Question

A wheel rotates with the constant acceleration of $2.0\mathrm{rad}/{\mathrm{s}}^2$ , if the wheel starts from rest, then the number of revolutions it makes in the first $10\mathrm{s}$ will be approximately equal to

• A. 32
• B. 24
• C. 16
• D. 8

Answer 1

The correct option is C

16

Step 1:Given parameters

Angular acceleration, $\alpha =2.0\mathrm{rad}/{\mathrm{s}}^2$.

Time period, $t=10\text{s}$.

Step 2: Formula used:

For circular angular motion, the formula for angular displacement $\theta$ and angular acceleration$\alpha$

$\theta =\omega t+\frac{1}{2}\alpha t^2$

Where, $\omega$ is the initial angular velocity.

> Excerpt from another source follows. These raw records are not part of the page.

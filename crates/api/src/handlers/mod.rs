pub mod cache;
pub mod health;
pub mod query_pool;
pub mod server_status;

pub use health::health_check;
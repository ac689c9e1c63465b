use crate::ports::{BackgroundQueryPort, CacheStore, ServerRegistryPort};
use crate::services::CacheTtlService;
use futures::future::join_all;
use serverwatch_domain::{
    server_status_key, CacheInfo, CacheSource, DomainError, ServerStatusResult, ServerTarget,
};
use std::sync::Arc;
use tracing::{debug, instrument, warn};

/// A status result paired with the cache metadata it was served with.
#[derive(Debug, Clone)]
pub struct ServerStatusView {
    pub server: ServerStatusResult,
    pub cache: CacheInfo,
}

/// Non-blocking read path for server status.
///
/// A fresh cache entry is returned as-is. A missing or expired entry yields a
/// `checking` placeholder immediately while a background query refreshes the
/// cache. Forcing a refresh drops the entry first.
pub struct GetServerStatusUseCase {
    registry: Arc<dyn ServerRegistryPort>,
    cache: Arc<dyn CacheStore<ServerStatusResult>>,
    queries: Arc<dyn BackgroundQueryPort>,
    ttl: Arc<CacheTtlService>,
}

impl GetServerStatusUseCase {
    pub fn new(
        registry: Arc<dyn ServerRegistryPort>,
        cache: Arc<dyn CacheStore<ServerStatusResult>>,
        queries: Arc<dyn BackgroundQueryPort>,
        ttl: Arc<CacheTtlService>,
    ) -> Self {
        Self {
            registry,
            cache,
            queries,
            ttl,
        }
    }

    #[instrument(skip(self))]
    pub async fn get_one(
        &self,
        server_id: &str,
        force_refresh: bool,
    ) -> Result<ServerStatusView, DomainError> {
        let target = self
            .targets()
            .await
            .into_iter()
            .find(|t| t.id.as_ref() == server_id)
            .ok_or_else(|| DomainError::ServerNotFound(server_id.to_string()))?;

        Ok(self.resolve(target, force_refresh).await)
    }

    /// One view per registered target, in registry order.
    #[instrument(skip(self))]
    pub async fn get_all(&self, force_refresh: bool) -> Vec<ServerStatusView> {
        let targets = self.targets().await;
        join_all(
            targets
                .into_iter()
                .map(|target| self.resolve(target, force_refresh)),
        )
        .await
    }

    async fn targets(&self) -> Vec<ServerTarget> {
        match self.registry.load_servers().await {
            Ok(targets) => targets,
            Err(e) => {
                warn!(error = %e, "Failed to load server registry, using built-in servers");
                ServerTarget::builtin_registry()
            }
        }
    }

    async fn resolve(&self, target: ServerTarget, force_refresh: bool) -> ServerStatusView {
        let key = server_status_key(&target.id);

        if force_refresh {
            let removed = self.cache.delete(&key);
            debug!(server_id = %target.id, removed, "Forced status refresh");
        } else if let Some(entry) = self.cache.get(&key) {
            let now = self.cache.now_ms();
            if !entry.is_expired_at(now) {
                debug!(server_id = %target.id, "Status cache hit");
                return ServerStatusView {
                    cache: CacheInfo {
                        cached: true,
                        timestamp: entry.created_at_ms,
                        ttl: entry.remaining_ttl_secs_at(now),
                        source: CacheSource::Cache,
                    },
                    server: entry.value,
                };
            }
        }

        let ttl_secs = self.ttl.server_status_ttl().await;
        let placeholder = ServerStatusResult::checking(&target);
        self.dispatch_refresh(target, key, ttl_secs);

        ServerStatusView {
            server: placeholder,
            cache: CacheInfo {
                cached: false,
                timestamp: self.cache.now_ms(),
                ttl: 0,
                source: CacheSource::Checking,
            },
        }
    }

    fn dispatch_refresh(&self, target: ServerTarget, key: String, ttl_secs: u64) {
        let queries = Arc::clone(&self.queries);
        let cache = Arc::clone(&self.cache);

        tokio::spawn(async move {
            match queries.query_in_background(&target).await {
                // The caller that started the query owns the cache write.
                Ok(completion) if completion.joined_in_flight => {
                    debug!(server_id = %target.id, "Joined in-flight status query");
                }
                Ok(completion) => {
                    debug!(
                        server_id = %target.id,
                        status = completion.result.status.as_str(),
                        ttl_secs,
                        "Caching refreshed server status"
                    );
                    cache.set(&key, completion.result, ttl_secs);
                }
                Err(e) => {
                    warn!(server_id = %target.id, error = %e, "Background status query rejected");
                }
            }
        });
    }
}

Step 2: Calculate the angular displacement

If $\theta$ be the angular displacement, then

$$\begin{gathered} \theta =\omega t+\frac{1}{2}\alpha t^2 \\ \theta =0\times t+\frac{1}{2}\left(2\right){\left(10\right)}^2 \\ \theta =100\mathrm{radians} \end{gathered}$$

Step 3: Calculate the number of revolutions

$$\begin{gathered} \mathrm{Number}\mathrm{of}\mathrm{revolutions}=\frac{\theta }{2\mathrm{\pi }} \\ =\frac{100}{2\mathrm{\pi }} \\ =15.92\simeq 16 \end{gathered}$$

Therefore, the number of revolutions is $16$.

Hence, option (C) is correct.